**PROBLEM**
Among the entries, how many lines carry the string "failed"? Give the number and nothing else.

Records from a data collection
- Opening Delimiter -
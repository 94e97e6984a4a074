//! Sensor subsystem: per-channel wrappers and the aggregating [`SensorBank`].
//!
//! The bank owns every sensor and produces a [`MeasurementSet`] on each
//! capture tick.  It is built once at startup from an explicit analyte →
//! sensor mapping that must cover every [`Analyte`] exactly once.

pub mod battery;
pub mod ion;
pub mod temperature;

use core::fmt;

use log::warn;

use crate::calibration::{Analyte, CalibrationTable};
use crate::error::Error;
use battery::BatterySensor;
use ion::IonSensor;
use temperature::TemperatureSensor;

/// What a measurement describes.
#[derive(Debug, Clone, Copy, PartialEq, Eq)]
pub enum MeasurementKind {
    Ion(Analyte),
    Temperature,
    Battery,
}

impl MeasurementKind {
    pub const ALL: [Self; 5] = [
        Self::Ion(Analyte::Calcium),
        Self::Ion(Analyte::Nitrate),
        Self::Ion(Analyte::Potassium),
        Self::Temperature,
        Self::Battery,
    ];
}

impl fmt::Display for MeasurementKind {
    fn fmt(&self, f: &mut fmt::Formatter<'_>) -> fmt::Result {
        match self {
            Self::Ion(a) => write!(f, "{}", a),
            Self::Temperature => f.write_str("Temperature"),
            Self::Battery => f.write_str("Battery"),
        }
    }
}

/// One converted reading.  Never mutated after creation.
#[derive(Debug, Clone, Copy, PartialEq)]
pub struct Measurement {
    pub kind: MeasurementKind,
    /// Driver output (V for electrodes, °C, cell V for the battery).
    pub raw: f32,
    /// Converted value (ppm for electrodes, °C, % for the battery).
    pub value: f32,
    sampled: bool,
}

impl Measurement {
    pub const fn new(kind: MeasurementKind, raw: f32, value: f32) -> Self {
        Self {
            kind,
            raw,
            value,
            sampled: true,
        }
    }

    /// Placeholder for a channel that has not been read yet.
    pub const fn empty(kind: MeasurementKind) -> Self {
        Self {
            kind,
            raw: 0.0,
            value: 0.0,
            sampled: false,
        }
    }

    /// False for the placeholder of a channel that was never read.
    pub const fn is_sampled(&self) -> bool {
        self.sampled
    }
}

/// Latest value of every channel.
#[derive(Debug, Clone, Copy, PartialEq)]
pub struct MeasurementSet {
    ions: [Measurement; Analyte::COUNT],
    pub temperature: Measurement,
    pub battery: Measurement,
}

impl Default for MeasurementSet {
    fn default() -> Self {
        Self {
            ions: Analyte::ALL.map(|a| Measurement::empty(MeasurementKind::Ion(a))),
            temperature: Measurement::empty(MeasurementKind::Temperature),
            battery: Measurement::empty(MeasurementKind::Battery),
        }
    }
}

impl MeasurementSet {
    pub fn ion(&self, analyte: Analyte) -> &Measurement {
        &self.ions[analyte.index()]
    }

    pub fn set_ion(&mut self, m: Measurement) {
        if let MeasurementKind::Ion(analyte) = m.kind {
            self.ions[analyte.index()] = m;
        }
    }

    pub fn get(&self, kind: MeasurementKind) -> &Measurement {
        match kind {
            MeasurementKind::Ion(a) => self.ion(a),
            MeasurementKind::Temperature => &self.temperature,
            MeasurementKind::Battery => &self.battery,
        }
    }

    /// Channels that have not produced a single good read.
    pub fn unsampled(&self) -> impl Iterator<Item = MeasurementKind> + '_ {
        MeasurementKind::ALL.into_iter().filter(|k| !self.get(*k).is_sampled())
    }

    /// Battery state of charge as telemetry reports it.
    pub fn battery_percent(&self) -> u8 {
        self.battery.value.clamp(0.0, 100.0) as u8
    }
}

/// Owns every sensor channel of the station.
pub struct SensorBank {
    ions: [IonSensor; Analyte::COUNT],
    temperature: TemperatureSensor,
    battery: BatterySensor,
}

impl SensorBank {
    /// Build the bank from an analyte-keyed list of electrode channels.
    ///
    /// Fails unless every analyte appears exactly once.
    pub fn new(
        ions: impl IntoIterator<Item = IonSensor>,
        temperature: TemperatureSensor,
        battery: BatterySensor,
    ) -> Result<Self, Error> {
        let mut slots: [Option<IonSensor>; Analyte::COUNT] = [None, None, None];
        for sensor in ions {
            let slot = &mut slots[sensor.analyte().index()];
            if slot.is_some() {
                return Err(Error::Init("duplicate electrode for analyte"));
            }
            *slot = Some(sensor);
        }
        let [Some(calcium), Some(nitrate), Some(potassium)] = slots else {
            return Err(Error::Init("electrode missing for analyte"));
        };

        Ok(Self {
            ions: [calcium, nitrate, potassium],
            temperature,
            battery,
        })
    }

    /// Read every channel into `set`.
    ///
    /// A failed read is logged and the channel keeps its previous value;
    /// one flaky probe must not stall the capture loop.
    pub fn capture(&mut self, table: &CalibrationTable, slot: usize, set: &mut MeasurementSet) {
        for sensor in &mut self.ions {
            match sensor.read(table, slot) {
                Ok(m) => set.set_ion(m),
                Err(e) => warn!("{} electrode read failed: {}", sensor.analyte(), e),
            }
        }
        match self.temperature.read() {
            Ok(m) => set.temperature = m,
            Err(e) => warn!("Temperature read failed: {}", e),
        }
        match self.battery.read() {
            Ok(m) => set.battery = m,
            Err(e) => warn!("Battery read failed: {}", e),
        }
    }
}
- Closing Delimiter -
**EXERCISE SOLUTION**
4